Elixir shuts down deUSD after Stream Finance halt

After the defi yield platform Stream Finance announced a $93 million loss, Elixir announced it would be discontinuing its deUSD synthetic stablecoin. Stream Finance owes $68 million to Elixir, and holds around $75 million deUSD.

Elixir has announced that they plan to allow deUSD holders to redeem their tokens for USDC through a process that will also eliminate the risk of Stream Finance cashing out their deUSD without repaying their loan. According to Elixir, "Stream comprised of 99%+ of the lending positions (and has decided to not repay or close positions)".

Moonwell accrues almost $3.7 million of bad debt after oracle malfunction

The Moonwell lending protocol, built on the Base Ethereum L2, wound up with $3.7 million in bad debt after an attacker took advantage of an oracle malfunction that caused the price of wrsETH to be massively inflated. The Chainlink oracle used by the project erroneously reported that a single wrsETH token (Kelp DAO's wrapped restaked ETH) was priced at around 1.65 million ETH (~$5.8 billion). Within 30 seconds of the oracle reporting bad data, an attacker took advantage of the error to borrow huge amounts of tokens, which they then swapped to other tokens to cash out.

Ultimately the attacker profited around 295 ETH (~$1 million), but the protocol was saddled with significantly more bad debt that the team will now have to grapple with.

Stream Finance halts activity after $93 million loss

The Stream Finance defi yield project announced that "an external fund manager overseeing Stream funds disclosed the loss of approximately $93 million in Stream fund assets." Stream announced that they were in the process of withdrawing remaining liquid assets, and had halted all deposits or withdrawals. They also announced they had retained a law firm to investigate the "incident".

The project didn't disclose who the fund manager was, or the circumstances in which the "loss" occurred.

The Staked Stream USD token depegged on November 3, and crashed further following the announcement.

Balancer exploited for at least $110 million

The defi protocol Balancer suffered a major exploit that drained over $110 million across several blockchains, including Ethereum, Polygon, Base, and Sonic. Attackers exploited faulty access control in the manageUserBalance function of Balancer's v2 smart contract, enabling unauthorized internal withdrawals. The stolen tokens included 6,850 osETH, 6,590 wETH, and 4,260 wstETH, later consolidated into new wallets likely for laundering.

The exploit also impacted forked protocols like Beets Finance, which lost around $3 million. Balancer's BAL token dropped over 10% following the theft.

This was Balancer's third major security incident since 2020, despite prior audits by OpenZeppelin and Trail of Bits.

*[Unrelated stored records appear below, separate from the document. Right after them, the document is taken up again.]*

use super::config::ConfigError;
use crate::core::forcefield::ForceFieldType;
use crate::core::io::amber::{AmberFrcmodFile, AmberParmFile};
use crate::core::io::error::ReadError;
use crate::core::io::ffld::FfldFile;
use crate::core::io::native::NativeFile;
use crate::core::io::traits::{MassTable, ParameterFormat, ParsedParameters, ReadContext};
use crate::core::io::writer::{PrmWriter, Selection};
use crate::core::io::xref::{ReferenceLoadError, StructureReference};
use crate::core::params::ParamRecord;
use crate::core::policy::ErrorPolicy;
use crate::core::store::{MergeOutcome, ParameterStore, StoreError};
use std::io;
use std::path::Path;
use thiserror::Error;
use tracing::{debug, info};

#[derive(Debug, Error)]
pub enum RepositoryError {
    #[error("Failed to read '{path}': {source}")]
    Read {
        path: String,
        #[source]
        source: ReadError,
    },
    #[error("Failed to merge '{path}': {source}")]
    Merge {
        path: String,
        #[source]
        source: StoreError,
    },
    #[error("Failed to load structure reference: {0}")]
    Reference(#[from] ReferenceLoadError),
    #[error("Failed to write '{path}': {source}")]
    Write {
        path: String,
        #[source]
        source: io::Error,
    },
    #[error("Invalid configuration: {0}")]
    Config(#[from] ConfigError),
}

/// What ingesting one file did to the repository.
#[derive(Debug, Clone, Default, PartialEq)]
pub struct IngestReport {
    pub inserted: usize,
    pub duplicates: usize,
    /// Records replaced under the relaxed policy, as they were before the file was read.
    pub overwritten: Vec<ParamRecord>,
    /// Options replaced under the relaxed policy, with their previous values.
    pub options_overwritten: Vec<(String, String)>,
}

/// A parameter store together with the state that outlives a single file: the error policy
/// and the masses collected from Amber files.
///
/// Every `read_*` method is all-or-nothing: the file is merged into a working copy of the
/// store, and the repository only changes when the whole file merged.
#[derive(Debug, Clone)]
pub struct ParameterRepository {
    store: ParameterStore,
    policy: ErrorPolicy,
    amber_masses: MassTable,
}

impl ParameterRepository {
    pub fn new(ff_type: ForceFieldType) -> Self {
        Self {
            store: ParameterStore::new(ff_type),
            policy: ErrorPolicy::default(),
            amber_masses: MassTable::new(),
        }
    }

    pub fn with_policy(mut self, policy: ErrorPolicy) -> Self {
        self.policy = policy;
        self
    }

    pub fn store(&self) -> &ParameterStore {
        &self.store
    }

    pub fn ff_type(&self) -> ForceFieldType {
        self.store.ff_type()
    }

    pub fn policy(&self) -> ErrorPolicy {
        self.policy
    }

    pub fn amber_masses(&self) -> &MassTable {
        &self.amber_masses
    }

    /// Sets an option unconditionally, returning the previous value.
    pub fn set_option(&mut self, key: impl Into<String>, value: impl Into<String>) -> Option<String> {
        self.store.set_option(key, value)
    }

    pub fn read_prm<P: AsRef<Path>>(&mut self, path: P) -> Result<IngestReport, RepositoryError> {
        self.ingest::<NativeFile>(path.as_ref(), None)
    }

    pub fn read_amber_parm<P: AsRef<Path>>(
        &mut self,
        path: P,
    ) -> Result<IngestReport, RepositoryError> {
        self.ingest::<AmberParmFile>(path.as_ref(), None)
    }

    pub fn read_amber_frcmod<P: AsRef<Path>>(
        &mut self,
        path: P,
    ) -> Result<IngestReport, RepositoryError> {
        self.ingest::<AmberFrcmodFile>(path.as_ref(), None)
    }

    pub fn read_ffld<P: AsRef<Path>>(
        &mut self,
        path: P,
        structure: &StructureReference,
    ) -> Result<IngestReport, RepositoryError> {
        self.ingest::<FfldFile>(path.as_ref(), Some(structure))
    }

    pub fn to_prm_string(&self) -> String {
        PrmWriter::new(&self.store).render()
    }

    /// Renders only the selected records; classes left as `None` are written in full.
    pub fn to_prm_string_with(&self, selection: Selection<'_>) -> String {
        PrmWriter::new(&self.store).with_selection(selection).render()
    }

    pub fn write_prm<P: AsRef<Path>>(&self, path: P) -> Result<(), RepositoryError> {
        let path = path.as_ref();
        PrmWriter::new(&self.store)
            .write_to_path(path)
            .map_err(|source| RepositoryError::Write {
                path: path.display().to_string(),
                source,
            })?;
        info!("Wrote {} parameters to '{}'", self.store.len(), path.display());
        Ok(())
    }

    fn ingest<F: ParameterFormat>(
        &mut self,
        path: &Path,
        structure: Option<&StructureReference>,
    ) -> Result<IngestReport, RepositoryError> {
        let path_str = path.display().to_string();
        debug!("Reading {} file '{}'", F::NAME, path_str);

        let mut ctx = ReadContext::new(self.store.ff_type(), self.policy).with_masses(&self.amber_masses);
        if let Some(structure) = structure {
            ctx = ctx.with_structure(structure);
        }
        let parsed = F::read_from_path(path, &ctx).map_err(|source| RepositoryError::Read {
            path: path_str.clone(),
            source,
        })?;

        let report = self
            .commit(parsed)
            .map_err(|source| RepositoryError::Merge {
                path: path_str.clone(),
                source,
            })?;

        info!(
            "Ingested {} file '{}': {} new, {} duplicate, {} overwritten",
            F::NAME,
            path_str,
            report.inserted,
            report.duplicates,
            report.overwritten.len()
        );
        Ok(report)
    }

    fn commit(&mut self, mut parsed: ParsedParameters) -> Result<IngestReport, StoreError> {
        let options = std::mem::take(&mut parsed.options);
        let masses = std::mem::take(&mut parsed.masses);
        let mut working = self.store.clone();
        let mut report = IngestReport::default();

        for (key, value) in options {
            if let MergeOutcome::Overwritten(previous) =
                working.merge_option(&key, &value, self.policy)?
            {
                report.options_overwritten.push((key, previous));
            }
        }

        for record in parsed.into_records() {
            match working.merge(record, self.policy)? {
                MergeOutcome::Inserted => report.inserted += 1,
                MergeOutcome::Duplicate => report.duplicates += 1,
                MergeOutcome::Overwritten(previous) => report.overwritten.push(previous),
            }
        }

        self.store = working;
        self.amber_masses.extend(masses);
        Ok(report)
    }
}
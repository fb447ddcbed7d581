use clap::{Args, Parser, Subcommand};
use qprm::core::forcefield::ForceFieldType;
use std::path::PathBuf;

const HELP_TEMPLATE: &str = "\
{before-help}{name} {version}
{author-with-newline}{about-with-newline}
{usage-heading} {usage}

{all-args}{after-help}
";

#[derive(Parser, Debug)]
#[command(
    author = "Tony Kan, Ted Yu, William A. Goddard III, Victor Wai Tak Kam",
    version,
    about = "qprm CLI - Converts Amber, FFLD and Q parameter files into a single Q parameter (.prm) file.",
    help_template = HELP_TEMPLATE,
)]
#[command(propagate_version = true)]
pub struct Cli {
    #[command(subcommand)]
    pub command: Commands,

    /// Increase verbosity level (-v for INFO, -vv for DEBUG, -vvv for TRACE)
    #[arg(short, long, action = clap::ArgAction::Count, global = true)]
    pub verbose: u8,

    /// Suppress all log output except for errors
    #[arg(short, long, global = true, conflicts_with = "verbose")]
    pub quiet: bool,

    /// Write logs to a specified file in addition to the console output
    #[arg(long, global = true, value_name = "PATH")]
    pub log_file: Option<PathBuf>,
}

#[derive(Subcommand, Debug)]
pub enum Commands {
    /// Read parameter files in order and write them as one Q parameter file.
    Convert(ConvertArgs),
    /// Read parameter files in order and print how many records each table holds.
    Show(ShowArgs),
}

/// Inputs and merge settings shared by every subcommand.
#[derive(Args, Debug)]
pub struct InputArgs {
    /// Path to a job file in TOML format.
    #[arg(short, long, value_name = "PATH")]
    pub config: Option<PathBuf>,

    /// Force-field flavour of the parameter set (amber, oplsaa).
    #[arg(short = 't', long, value_name = "TYPE")]
    pub ff_type: Option<ForceFieldType>,

    /// Input file as FORMAT:PATH, or ffld:PATH@STRUCTURE.csv for FFLD files.
    /// Formats: prm, amber-parm, amber-frcmod, ffld. Repeat to read several files in order;
    /// when given, replaces the inputs of the job file.
    #[arg(short, long = "input", value_name = "FORMAT:PATH")]
    pub inputs: Vec<String>,

    /// Let conflicting values from later files win instead of aborting.
    #[arg(long)]
    pub relaxed: bool,

    /// Set an option of the written parameter set, overriding the job file.
    /// Can be used multiple times. Example: -S name=amber14sb
    #[arg(short = 'S', long = "set", value_name = "KEY=VALUE")]
    pub set_values: Vec<String>,
}

/// Arguments for the `convert` subcommand.
#[derive(Args, Debug)]
pub struct ConvertArgs {
    #[command(flatten)]
    pub inputs: InputArgs,

    /// Path for the output Q parameter file.
    #[arg(short, long, value_name = "PATH")]
    pub output: Option<PathBuf>,
}

/// Arguments for the `show` subcommand.
#[derive(Args, Debug)]
pub struct ShowArgs {
    #[command(flatten)]
    pub inputs: InputArgs,

    /// Also print the merged parameter set in the Q layout.
    #[arg(long)]
    pub print: bool,
}
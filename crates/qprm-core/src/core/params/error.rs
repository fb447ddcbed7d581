use thiserror::Error;

/// Errors raised while building a parameter record.
#[derive(Debug, Error, Clone, PartialEq)]
pub enum ParamError {
    #[error("Duplicate parameter found: torsion '{identity}' already has multiplicity {multiplicity:.1}")]
    DuplicateMultiplicity { identity: String, multiplicity: f64 },

    #[error("Only multiplicity 2 is supported for impropers, got {multiplicity} ({identity})")]
    UnsupportedMultiplicity { identity: String, multiplicity: f64 },

    #[error("The center of an improper cannot be a wildcard (peripheral atoms: {peripherals})")]
    WildcardCenter { peripherals: String },

    #[error("Improper around '{center}' has three wildcard atom types")]
    AllWildcardPeripherals { center: String },
}
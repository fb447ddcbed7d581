use qprm::workflows::repository::RepositoryError;
use std::path::PathBuf;
use thiserror::Error;

pub type Result<T> = std::result::Result<T, CliError>;

#[derive(Debug, Error)]
pub enum CliError {
    #[error(transparent)]
    Repository(#[from] RepositoryError),

    #[error("Configuration error: {0}")]
    Config(String),

    #[error("Failed to parse file '{path}': {source}", path = path.display())]
    FileParsing {
        path: PathBuf,
        #[source]
        source: anyhow::Error,
    },

    #[error("I/O error: {0}")]
    Io(#[from] std::io::Error),

    #[error("Invalid argument: {0}")]
    Argument(String),

    #[error(transparent)]
    Other(#[from] anyhow::Error),
}
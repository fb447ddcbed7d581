use super::identity::atom_type_id;
use super::record::Parameter;
use super::normalize_comment;

/// Lennard-Jones parameters of a single atom type.
///
/// All values are "single-atom" parameters as Q expects them: `A_i = sqrt(A_ii)`,
/// `B_i = sqrt(B_ii)` and `Rmin_i = Rmin_ii / 2`.
#[derive(Debug, Clone, Copy, PartialEq)]
pub enum LennardJones {
    /// Geometric combination rule, `A_i` in (kcal/mol·Å¹²)^½ and `B_i` in (kcal/mol·Å⁶)^½.
    Geometric { a: f64, b: f64 },
    /// Arithmetic combination rule, `Rmin_i` in Å and `epsilon_ii` in kcal/mol.
    Arithmetic { r_min: f64, epsilon: f64 },
}

impl LennardJones {
    /// Converts sigma/epsilon to the geometric representation:
    /// `A = sqrt(4·ε·σ¹²)`, `B = sqrt(4·ε·σ⁶)`.
    pub fn from_sigma_epsilon(sigma: f64, epsilon: f64) -> Self {
        LennardJones::Geometric {
            a: (4.0 * epsilon * sigma.powi(12)).sqrt(),
            b: (4.0 * epsilon * sigma.powi(6)).sqrt(),
        }
    }
}

/// Written in place of a mass that could not be determined.
pub const MASS_PLACEHOLDER: &str = "<FIX>";

#[derive(Debug, Clone, PartialEq)]
pub struct AtomTypeParam {
    identity: String,
    /// `None` when the mass is unknown and must be filled in by hand.
    pub mass: Option<f64>,
    pub lj: LennardJones,
    comment: Option<String>,
}

impl AtomTypeParam {
    pub fn new(name: &str, mass: f64, lj: LennardJones) -> Self {
        Self {
            identity: atom_type_id(name),
            mass: Some(mass),
            lj,
            comment: None,
        }
    }

    pub fn with_unknown_mass(name: &str, lj: LennardJones) -> Self {
        Self {
            identity: atom_type_id(name),
            mass: None,
            lj,
            comment: None,
        }
    }

    pub fn with_comment(mut self, comment: impl Into<String>) -> Self {
        self.comment = normalize_comment(comment);
        self
    }

    pub fn name(&self) -> &str {
        &self.identity
    }
}

impl Parameter for AtomTypeParam {
    fn identity(&self) -> &str {
        &self.identity
    }

    fn value_repr(&self) -> String {
        let lj = match self.lj {
            LennardJones::Geometric { a, b } => format!("lj_A={:.3}, lj_B={:.3}", a, b),
            LennardJones::Arithmetic { r_min, epsilon } => {
                format!("lj_R={:.3}, lj_eps={:.3}", r_min, epsilon)
            }
        };
        match self.mass {
            Some(mass) => format!("{}, mass={:.3}", lj, mass),
            None => format!("{}, mass={}", lj, MASS_PLACEHOLDER),
        }
    }

    fn comment(&self) -> Option<&str> {
        self.comment.as_deref()
    }
}
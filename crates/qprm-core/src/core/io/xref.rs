use serde::Deserialize;
use std::io::Read;
use std::path::Path;
use thiserror::Error;

/// One atom of the structure an FFLD file was generated from.
#[derive(Debug, Clone, PartialEq, Eq, Deserialize)]
pub struct ReferenceAtom {
    #[serde(rename = "atom")]
    pub name: String,
    pub residue: String,
}

impl ReferenceAtom {
    pub fn new(residue: impl Into<String>, name: impl Into<String>) -> Self {
        Self {
            name: name.into(),
            residue: residue.into(),
        }
    }

    /// Atom-type name built from this atom: `residue.atom` with the residue lower-cased.
    pub fn atom_type(&self) -> String {
        format!("{}.{}", self.residue.to_lowercase(), self.name)
    }
}

#[derive(Debug, Error)]
pub enum ReferenceLoadError {
    #[error("CSV parsing error for '{path}': {source}")]
    Csv { path: String, source: csv::Error },
    #[error("Structure reference '{path}' contains no atoms")]
    Empty { path: String },
}

/// Ordered atom list matched position by position against the atoms of an FFLD file.
#[derive(Debug, Clone, Default, PartialEq, Eq)]
pub struct StructureReference {
    atoms: Vec<ReferenceAtom>,
}

impl StructureReference {
    pub fn new(atoms: Vec<ReferenceAtom>) -> Self {
        Self { atoms }
    }

    pub fn atoms(&self) -> &[ReferenceAtom] {
        &self.atoms
    }

    pub fn len(&self) -> usize {
        self.atoms.len()
    }

    pub fn is_empty(&self) -> bool {
        self.atoms.is_empty()
    }

    /// Loads the atom list from a CSV file with a `residue,atom` header.
    pub fn load(path: &Path) -> Result<Self, ReferenceLoadError> {
        let display = path.to_string_lossy().to_string();
        let reader = csv::ReaderBuilder::new()
            .trim(csv::Trim::All)
            .from_path(path)
            .map_err(|e| ReferenceLoadError::Csv {
                path: display.clone(),
                source: e,
            })?;
        let reference = Self::collect(reader, &display)?;
        if reference.is_empty() {
            return Err(ReferenceLoadError::Empty { path: display });
        }
        Ok(reference)
    }

    /// Reads the CSV atom list from any reader; `origin` names it in errors.
    pub fn from_reader<R: Read>(reader: R, origin: &str) -> Result<Self, ReferenceLoadError> {
        Self::collect(
            csv::ReaderBuilder::new().trim(csv::Trim::All).from_reader(reader),
            origin,
        )
    }

    fn collect<R: Read>(
        mut reader: csv::Reader<R>,
        origin: &str,
    ) -> Result<Self, ReferenceLoadError> {
        let atoms = reader
            .deserialize::<ReferenceAtom>()
            .collect::<Result<Vec<_>, _>>()
            .map_err(|e| ReferenceLoadError::Csv {
                path: origin.to_string(),
                source: e,
            })?;
        Ok(Self { atoms })
    }
}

Garden hacked for $11 million

The Garden bitcoin bridge suffered a roughly $11 million loss after one of its solvers was compromised. These solvers essentially act as market makers for the protocol. Some blockchain sleuths have questioned whether the affected solver, which Garden described as a separate entity, may actually be operated by the same team as Garden.

There wasn't much sympathy to be had for Garden after this exploit. The protocol had recently announced hitting a milestone of bridging more than $2 billion in assets, but the celebration was criticized after zachxbt pointed out that a substantial portion of the bridged funds were proceeds of crimes being laundered to evade detection and recovery.